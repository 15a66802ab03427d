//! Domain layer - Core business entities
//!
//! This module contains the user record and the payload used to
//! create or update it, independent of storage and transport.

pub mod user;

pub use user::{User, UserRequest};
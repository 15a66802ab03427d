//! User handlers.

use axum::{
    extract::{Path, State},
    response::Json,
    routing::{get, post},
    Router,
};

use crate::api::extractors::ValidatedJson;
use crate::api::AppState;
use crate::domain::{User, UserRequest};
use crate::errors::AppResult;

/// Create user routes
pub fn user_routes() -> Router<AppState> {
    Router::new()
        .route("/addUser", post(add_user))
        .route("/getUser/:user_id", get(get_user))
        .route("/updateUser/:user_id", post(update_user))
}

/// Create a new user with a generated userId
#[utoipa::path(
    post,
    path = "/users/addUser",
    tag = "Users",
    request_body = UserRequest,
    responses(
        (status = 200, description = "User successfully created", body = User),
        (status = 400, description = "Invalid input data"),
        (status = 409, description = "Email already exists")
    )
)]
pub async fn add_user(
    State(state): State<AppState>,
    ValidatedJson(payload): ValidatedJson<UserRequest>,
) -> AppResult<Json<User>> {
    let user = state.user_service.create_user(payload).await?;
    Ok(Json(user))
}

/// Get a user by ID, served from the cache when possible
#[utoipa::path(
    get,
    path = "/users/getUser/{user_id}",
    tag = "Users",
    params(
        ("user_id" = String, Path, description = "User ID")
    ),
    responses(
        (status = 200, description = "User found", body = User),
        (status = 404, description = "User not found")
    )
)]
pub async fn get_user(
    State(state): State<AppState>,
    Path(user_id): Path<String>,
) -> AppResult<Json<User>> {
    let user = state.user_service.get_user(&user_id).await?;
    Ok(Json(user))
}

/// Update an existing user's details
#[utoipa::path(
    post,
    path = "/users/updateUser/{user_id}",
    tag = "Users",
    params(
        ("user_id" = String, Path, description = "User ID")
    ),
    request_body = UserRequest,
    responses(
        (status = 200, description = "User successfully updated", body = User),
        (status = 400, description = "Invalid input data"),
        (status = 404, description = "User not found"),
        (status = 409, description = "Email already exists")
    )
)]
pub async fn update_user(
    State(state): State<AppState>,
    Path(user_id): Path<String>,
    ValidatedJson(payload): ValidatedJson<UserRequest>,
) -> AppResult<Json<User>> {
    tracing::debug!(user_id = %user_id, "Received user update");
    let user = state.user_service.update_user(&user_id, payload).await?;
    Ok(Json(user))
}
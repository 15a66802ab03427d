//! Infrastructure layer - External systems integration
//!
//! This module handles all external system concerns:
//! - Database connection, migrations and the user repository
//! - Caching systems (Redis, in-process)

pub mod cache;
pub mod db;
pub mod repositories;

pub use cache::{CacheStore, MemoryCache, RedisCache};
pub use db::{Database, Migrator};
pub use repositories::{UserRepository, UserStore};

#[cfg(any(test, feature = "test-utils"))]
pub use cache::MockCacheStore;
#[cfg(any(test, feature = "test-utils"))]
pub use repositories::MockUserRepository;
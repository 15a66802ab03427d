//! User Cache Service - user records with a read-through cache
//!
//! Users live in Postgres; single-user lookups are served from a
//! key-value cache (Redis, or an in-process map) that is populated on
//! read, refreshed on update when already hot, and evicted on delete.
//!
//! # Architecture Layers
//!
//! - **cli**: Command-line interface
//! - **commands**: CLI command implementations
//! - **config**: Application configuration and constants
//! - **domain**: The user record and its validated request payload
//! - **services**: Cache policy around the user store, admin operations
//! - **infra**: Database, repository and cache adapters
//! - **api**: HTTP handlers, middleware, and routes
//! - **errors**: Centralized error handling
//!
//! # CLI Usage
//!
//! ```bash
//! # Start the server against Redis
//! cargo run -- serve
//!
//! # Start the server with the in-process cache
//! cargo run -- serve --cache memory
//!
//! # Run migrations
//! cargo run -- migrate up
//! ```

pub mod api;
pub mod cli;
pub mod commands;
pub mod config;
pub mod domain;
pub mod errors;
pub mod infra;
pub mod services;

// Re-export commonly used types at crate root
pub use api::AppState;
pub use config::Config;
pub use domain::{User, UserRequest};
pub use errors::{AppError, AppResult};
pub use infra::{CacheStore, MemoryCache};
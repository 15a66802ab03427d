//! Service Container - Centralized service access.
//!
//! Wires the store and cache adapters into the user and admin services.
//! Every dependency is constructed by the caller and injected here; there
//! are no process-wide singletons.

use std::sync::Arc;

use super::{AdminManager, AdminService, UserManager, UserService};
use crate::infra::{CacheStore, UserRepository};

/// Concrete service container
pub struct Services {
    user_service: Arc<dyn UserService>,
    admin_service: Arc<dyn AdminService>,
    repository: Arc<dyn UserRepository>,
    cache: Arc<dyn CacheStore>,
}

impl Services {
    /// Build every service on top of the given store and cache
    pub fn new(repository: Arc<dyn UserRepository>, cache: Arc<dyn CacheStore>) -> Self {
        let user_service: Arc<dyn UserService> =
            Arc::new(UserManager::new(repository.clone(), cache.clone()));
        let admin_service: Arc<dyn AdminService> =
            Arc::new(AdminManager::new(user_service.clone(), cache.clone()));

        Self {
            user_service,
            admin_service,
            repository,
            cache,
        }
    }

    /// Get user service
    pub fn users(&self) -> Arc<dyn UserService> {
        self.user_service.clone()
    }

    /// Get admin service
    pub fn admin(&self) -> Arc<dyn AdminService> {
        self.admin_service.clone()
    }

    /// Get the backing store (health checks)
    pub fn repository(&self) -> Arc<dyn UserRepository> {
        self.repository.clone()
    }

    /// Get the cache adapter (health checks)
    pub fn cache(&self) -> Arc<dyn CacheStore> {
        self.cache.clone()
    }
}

Work instructions: Each record must appear again, word for word.

Solution below:
repository 15a66802ab03427d
//! Domain layer - Core business entities
//!
//! This module contains the user record and the payload used to
//! create or update it, independent of storage and transport.

pub mod user;

pub use user::{User, UserRequest};
repository 15a66802ab03427d
//! User handlers.

use axum::{
    extract::{Path, State},
    response::Json,
    routing::{get, post},
    Router,
};

use crate::api::extractors::ValidatedJson;
use crate::api::AppState;
use crate::domain::{User, UserRequest};
use crate::errors::AppResult;

/// Create user routes
pub fn user_routes() -> Router<AppState> {
    Router::new()
        .route("/addUser", post(add_user))
        .route("/getUser/:user_id", get(get_user))
        .route("/updateUser/:user_id", post(update_user))
}

/// Create a new user with a generated userId
#[utoipa::path(
    post,
    path = "/users/addUser",
    tag = "Users",
    request_body = UserRequest,
    responses(
        (status = 200, description = "User successfully created", body = User),
        (status = 400, description = "Invalid input data"),
        (status = 409, description = "Email already exists")
    )
)]
pub async fn add_user(
    State(state): State<AppState>,
    ValidatedJson(payload): ValidatedJson<UserRequest>,
) -> AppResult<Json<User>> {
    let user = state.user_service.create_user(payload).await?;
    Ok(Json(user))
}

/// Get a user by ID, served from the cache when possible
#[utoipa::path(
    get,
    path = "/users/getUser/{user_id}",
    tag = "Users",
    params(
        ("user_id" = String, Path, description = "User ID")
    ),
    responses(
        (status = 200, description = "User found", body = User),
        (status = 404, description = "User not found")
    )
)]
pub async fn get_user(
    State(state): State<AppState>,
    Path(user_id): Path<String>,
) -> AppResult<Json<User>> {
    let user = state.user_service.get_user(&user_id).await?;
    Ok(Json(user))
}

/// Update an existing user's details
#[utoipa::path(
    post,
    path = "/users/updateUser/{user_id}",
    tag = "Users",
    params(
        ("user_id" = String, Path, description = "User ID")
    ),
    request_body = UserRequest,
    responses(
        (status = 200, description = "User successfully updated", body = User),
        (status = 400, description = "Invalid input data"),
        (status = 404, description = "User not found"),
        (status = 409, description = "Email already exists")
    )
)]
pub async fn update_user(
    State(state): State<AppState>,
    Path(user_id): Path<String>,
    ValidatedJson(payload): ValidatedJson<UserRequest>,
) -> AppResult<Json<User>> {
    tracing::debug!(user_id = %user_id, "Received user update");
    let user = state.user_service.update_user(&user_id, payload).await?;
    Ok(Json(user))
}
repository 15a66802ab03427d
//! Infrastructure layer - External systems integration
//!
//! This module handles all external system concerns:
//! - Database connection, migrations and the user repository
//! - Caching systems (Redis, in-process)

pub mod cache;
pub mod db;
pub mod repositories;

pub use cache::{CacheStore, MemoryCache, RedisCache};
pub use db::{Database, Migrator};
pub use repositories::{UserRepository, UserStore};

#[cfg(any(test, feature = "test-utils"))]
pub use cache::MockCacheStore;
#[cfg(any(test, feature = "test-utils"))]
pub use repositories::MockUserRepository;
repository 15a66802ab03427d
//! User Cache Service - user records with a read-through cache
//!
//! Users live in Postgres; single-user lookups are served from a
//! key-value cache (Redis, or an in-process map) that is populated on
//! read, refreshed on update when already hot, and evicted on delete.
//!
//! # Architecture Layers
//!
//! - **cli**: Command-line interface
//! - **commands**: CLI command implementations
//! - **config**: Application configuration and constants
//! - **domain**: The user record and its validated request payload
//! - **services**: Cache policy around the user store, admin operations
//! - **infra**: Database, repository and cache adapters
//! - **api**: HTTP handlers, middleware, and routes
//! - **errors**: Centralized error handling
//!
//! # CLI Usage
//!
//! ```bash
//! # Start the server against Redis
//! cargo run -- serve
//!
//! # Start the server with the in-process cache
//! cargo run -- serve --cache memory
//!
//! # Run migrations
//! cargo run -- migrate up
//! ```

pub mod api;
pub mod cli;
pub mod commands;
pub mod config;
pub mod domain;
pub mod errors;
pub mod infra;
pub mod services;

// Re-export commonly used types at crate root
pub use api::AppState;
pub use config::Config;
pub use domain::{User, UserRequest};
pub use errors::{AppError, AppResult};
pub use infra::{CacheStore, MemoryCache};
repository 15a66802ab03427d
//! Service Container - Centralized service access.
//!
//! Wires the store and cache adapters into the user and admin services.
//! Every dependency is constructed by the caller and injected here; there
//! are no process-wide singletons.

use std::sync::Arc;

use super::{AdminManager, AdminService, UserManager, UserService};
use crate::infra::{CacheStore, UserRepository};

/// Concrete service container
pub struct Services {
    user_service: Arc<dyn UserService>,
    admin_service: Arc<dyn AdminService>,
    repository: Arc<dyn UserRepository>,
    cache: Arc<dyn CacheStore>,
}

impl Services {
    /// Build every service on top of the given store and cache
    pub fn new(repository: Arc<dyn UserRepository>, cache: Arc<dyn CacheStore>) -> Self {
        let user_service: Arc<dyn UserService> =
            Arc::new(UserManager::new(repository.clone(), cache.clone()));
        let admin_service: Arc<dyn AdminService> =
            Arc::new(AdminManager::new(user_service.clone(), cache.clone()));

        Self {
            user_service,
            admin_service,
            repository,
            cache,
        }
    }

    /// Get user service
    pub fn users(&self) -> Arc<dyn UserService> {
        self.user_service.clone()
    }

    /// Get admin service
    pub fn admin(&self) -> Arc<dyn AdminService> {
        self.admin_service.clone()
    }

    /// Get the backing store (health checks)
    pub fn repository(&self) -> Arc<dyn UserRepository> {
        self.repository.clone()
    }

    /// Get the cache adapter (health checks)
    pub fn cache(&self) -> Arc<dyn CacheStore> {
        self.cache.clone()
    }
}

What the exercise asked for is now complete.